Drunk with fatigue; deaf even to the hoots

Of disappointed shells that dropped behind...

October, 1916
The Somme

"Sir?"

Owen's voice was hoarse and thin in the cool of the night, as if the day had stolen all the strength from him as it had from Arthur.

And Arthur's strength was completely gone.

Here, in the gutted fields of France, miles from home and under an alien sky, England was already weaknened. But now, months into this bloody crusade, there was a deep ache in his bones, a heaviness settling somewhere in his stomach.

The weight of thousands of English soldiers who would never make it home.

If I should die think only this of me...

"Sir?" Owen tried once more.

Arthur still did not respond, lost in the words that tangled together in his mind.

That there's some corner of a foreign field that is forever England.

"Sir!" Arthur sighed heavily, and finally looked up at Owen, his mouth drawn in a thin line.

As clear as the night was, Arthur realised he could barely make out the lines of Owen's face.

He wondered if Owen had the same problem, looking at him, if all he could see was a faceless shape in the dark.

Arthur wondered if he would haunt the memories of this man he did not know as a shadow, a voice with the vague form of a human being, bleeding out in the muck of a gutted country.
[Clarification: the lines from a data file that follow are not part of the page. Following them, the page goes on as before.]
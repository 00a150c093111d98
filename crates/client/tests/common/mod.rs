//! Fake platform API served by axum on an ephemeral port.

#![allow(dead_code)]

use std::collections::{BTreeMap, HashMap, HashSet};
use std::net::SocketAddr;
use std::sync::{Arc, Mutex};
use std::time::Duration;

use axum::extract::{Path, Query, State};
use axum::http::{HeaderMap, StatusCode};
use axum::response::{IntoResponse, Response};
use axum::routing::{get, patch};
use axum::{Json, Router};
use peduli_client::{ClientConfig, HttpEntityApi};
use peduli_core::types::DbId;
use serde_json::{json, Value};

/// One request as the fake backend saw it.
#[derive(Debug, Clone)]
pub struct Recorded {
    pub method: &'static str,
    pub resource: String,
    pub id: Option<DbId>,
    pub query: HashMap<String, String>,
    pub authorization: Option<String>,
    pub body: Option<Value>,
}

/// In-memory tables keyed by resource path.
#[derive(Default)]
pub struct Backend {
    tables: Mutex<HashMap<String, BTreeMap<DbId, Value>>>,
    failing: Mutex<HashSet<DbId>>,
    requests: Mutex<Vec<Recorded>>,
    delay: Mutex<Option<Duration>>,
}

impl Backend {
    pub fn seed(&self, resource: &str, rows: &[(DbId, Option<&str>)]) {
        let mut tables = self.tables.lock().unwrap();
        let table = tables.entry(resource.to_string()).or_default();
        for (id, status) in rows {
            table.insert(*id, json!({ "id": id, "status": status, "title": format!("row {id}") }));
        }
    }

    pub fn fail_on(&self, ids: &[DbId]) {
        self.failing.lock().unwrap().extend(ids.iter().copied());
    }

    pub fn delay_responses(&self, delay: Duration) {
        *self.delay.lock().unwrap() = Some(delay);
    }

    pub fn requests(&self) -> Vec<Recorded> {
        self.requests.lock().unwrap().clone()
    }

    pub fn row(&self, resource: &str, id: DbId) -> Option<Value> {
        self.tables
            .lock()
            .unwrap()
            .get(resource)
            .and_then(|table| table.get(&id).cloned())
    }

    fn record(&self, recorded: Recorded) {
        self.requests.lock().unwrap().push(recorded);
    }

    async fn pause(&self) {
        let delay = *self.delay.lock().unwrap();
        if let Some(delay) = delay {
            tokio::time::sleep(delay).await;
        }
    }

    fn rejects(&self, id: DbId) -> bool {
        self.failing.lock().unwrap().contains(&id)
    }
}

fn bearer(headers: &HeaderMap) -> Option<String> {
    headers
        .get("authorization")
        .and_then(|value| value.to_str().ok())
        .map(str::to_string)
}

fn error(status: StatusCode, code: &str, message: &str) -> Response {
    (status, Json(json!({ "error": message, "code": code }))).into_response()
}

async fn list_rows(
    State(backend): State<Arc<Backend>>,
    Path(resource): Path<String>,
    Query(query): Query<HashMap<String, String>>,
    headers: HeaderMap,
) -> Response {
    backend.record(Recorded {
        method: "GET",
        resource: resource.clone(),
        id: None,
        query: query.clone(),
        authorization: bearer(&headers),
        body: None,
    });
    backend.pause().await;

    let limit: usize = query.get("limit").and_then(|v| v.parse().ok()).unwrap_or(20);
    let offset: usize = query.get("offset").and_then(|v| v.parse().ok()).unwrap_or(0);
    let tables = backend.tables.lock().unwrap();
    let matching: Vec<Value> = tables
        .get(&resource)
        .map(|table| {
            table
                .values()
                .filter(|row| match query.get("status") {
                    Some(status) => row["status"] == status.as_str(),
                    None => true,
                })
                .cloned()
                .collect()
        })
        .unwrap_or_default();
    let total = matching.len();
    let items: Vec<Value> = matching.into_iter().skip(offset).take(limit).collect();
    Json(json!({ "data": { "items": items, "total": total } })).into_response()
}

async fn delete_row(
    State(backend): State<Arc<Backend>>,
    Path((resource, id)): Path<(String, DbId)>,
    headers: HeaderMap,
) -> Response {
    backend.record(Recorded {
        method: "DELETE",
        resource: resource.clone(),
        id: Some(id),
        query: HashMap::new(),
        authorization: bearer(&headers),
        body: None,
    });
    backend.pause().await;

    if backend.rejects(id) {
        return error(StatusCode::CONFLICT, "CONFLICT", "Row is referenced elsewhere");
    }
    let removed = backend
        .tables
        .lock()
        .unwrap()
        .get_mut(&resource)
        .and_then(|table| table.remove(&id));
    match removed {
        Some(_) => StatusCode::NO_CONTENT.into_response(),
        None => error(StatusCode::NOT_FOUND, "NOT_FOUND", "Resource not found"),
    }
}

async fn update_row(
    State(backend): State<Arc<Backend>>,
    Path((resource, id)): Path<(String, DbId)>,
    headers: HeaderMap,
    Json(body): Json<Value>,
) -> Response {
    backend.record(Recorded {
        method: "PUT",
        resource: resource.clone(),
        id: Some(id),
        query: HashMap::new(),
        authorization: bearer(&headers),
        body: Some(body.clone()),
    });
    if backend.rejects(id) {
        return error(StatusCode::UNPROCESSABLE_ENTITY, "VALIDATION_ERROR", "Invalid fields");
    }
    let mut tables = backend.tables.lock().unwrap();
    match tables.get_mut(&resource).and_then(|table| table.get_mut(&id)) {
        Some(row) => {
            if let (Some(row), Some(fields)) = (row.as_object_mut(), body.as_object()) {
                row.extend(fields.clone());
            }
            Json(json!({ "data": row })).into_response()
        }
        None => error(StatusCode::NOT_FOUND, "NOT_FOUND", "Resource not found"),
    }
}

async fn patch_status(
    State(backend): State<Arc<Backend>>,
    Path((resource, id)): Path<(String, DbId)>,
    headers: HeaderMap,
    Json(body): Json<Value>,
) -> Response {
    backend.record(Recorded {
        method: "PATCH",
        resource: resource.clone(),
        id: Some(id),
        query: HashMap::new(),
        authorization: bearer(&headers),
        body: Some(body.clone()),
    });
    backend.pause().await;

    if backend.rejects(id) {
        return error(StatusCode::CONFLICT, "CONFLICT", "Status changed concurrently");
    }
    let mut tables = backend.tables.lock().unwrap();
    match tables.get_mut(&resource).and_then(|table| table.get_mut(&id)) {
        Some(row) => {
            row["status"] = body["status"].clone();
            Json(json!({ "data": row })).into_response()
        }
        None => error(StatusCode::NOT_FOUND, "NOT_FOUND", "Resource not found"),
    }
}

/// Start the fake backend and return it with its address.
pub async fn spawn_backend() -> (Arc<Backend>, SocketAddr) {
    let backend = Arc::new(Backend::default());
    let app = Router::new()
        .route("/api/v1/{resource}", get(list_rows))
        .route(
            "/api/v1/{resource}/{id}",
            axum::routing::delete(delete_row).put(update_row),
        )
        .route("/api/v1/{resource}/{id}/status", patch(patch_status))
        .with_state(Arc::clone(&backend));

    let listener = tokio::net::TcpListener::bind("127.0.0.1:0").await.unwrap();
    let addr = listener.local_addr().unwrap();
    tokio::spawn(async move {
        axum::serve(listener, app).await.unwrap();
    });
    (backend, addr)
}

/// Client config pointing at `addr`.
pub fn test_config(addr: SocketAddr, token: Option<&str>) -> ClientConfig {
    ClientConfig {
        base_url: format!("http://{addr}"),
        token: token.map(str::to_string),
        request_timeout: Duration::from_secs(5),
    }
}

pub fn client(addr: SocketAddr) -> Arc<HttpEntityApi> {
    Arc::new(HttpEntityApi::new(&test_config(addr, Some("admin-token"))).unwrap())
}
That was all Arthur saw of Owen, at least. Just blurred lines and smudged features, washed out in the silver light of the moon, colours leeched away and if Arthur squinted his eyes and canted his head just so it was almost as if...

No.

That road was a dangerous one, and Arthur would save the painful memories for when he lingered near enough death to stomach it.

Not that he could stomach anything, with the shrapnel through his middle.

"Yes, Owen?" Arthur groaned.

"Permission to speak, Sir?" Arthur frowned, blinking away the black clouding the edges of his vision.

It made it even harder to see Owen's face.

Arthur so dearly wanted to see the mans face, it was, after all, the last face he'd see before he...

"Granted" Arthur grunted, forcing the word past his uncooperative lips.

Owen paused, just for a moment, and then huffed out a sharp breath through his teeth, something that was almost a laugh.

"Well, no disrespect meant Sir, but you're a right bloody idiot" He spat out the words with something a little like resentment, admiration and fear.

There shall be in that rich earth a richer dust concealed.

Of what, Arthur did not know.

Although his pride demanded him to reprimand the man for such blatant disrespect, he found that he rather agreed with his assessment.

Yes, Arthur was an idiot. He deserved to be told as such.

And that notwithstanding, as Arthur lay bleeding out in the mud and muck of Francis' desecrated countryside he honestly could not bring himself to care.

Let the man speak his thoughts, here, at the end.
Besides, Arthur had always appreciated a little bit of spirit in a person.

A dust whom England bore, shaped, made aware

It was so very English.

So instead Arthur chuckled, raising a trembling hand to wipe the blood trickling from his mouth.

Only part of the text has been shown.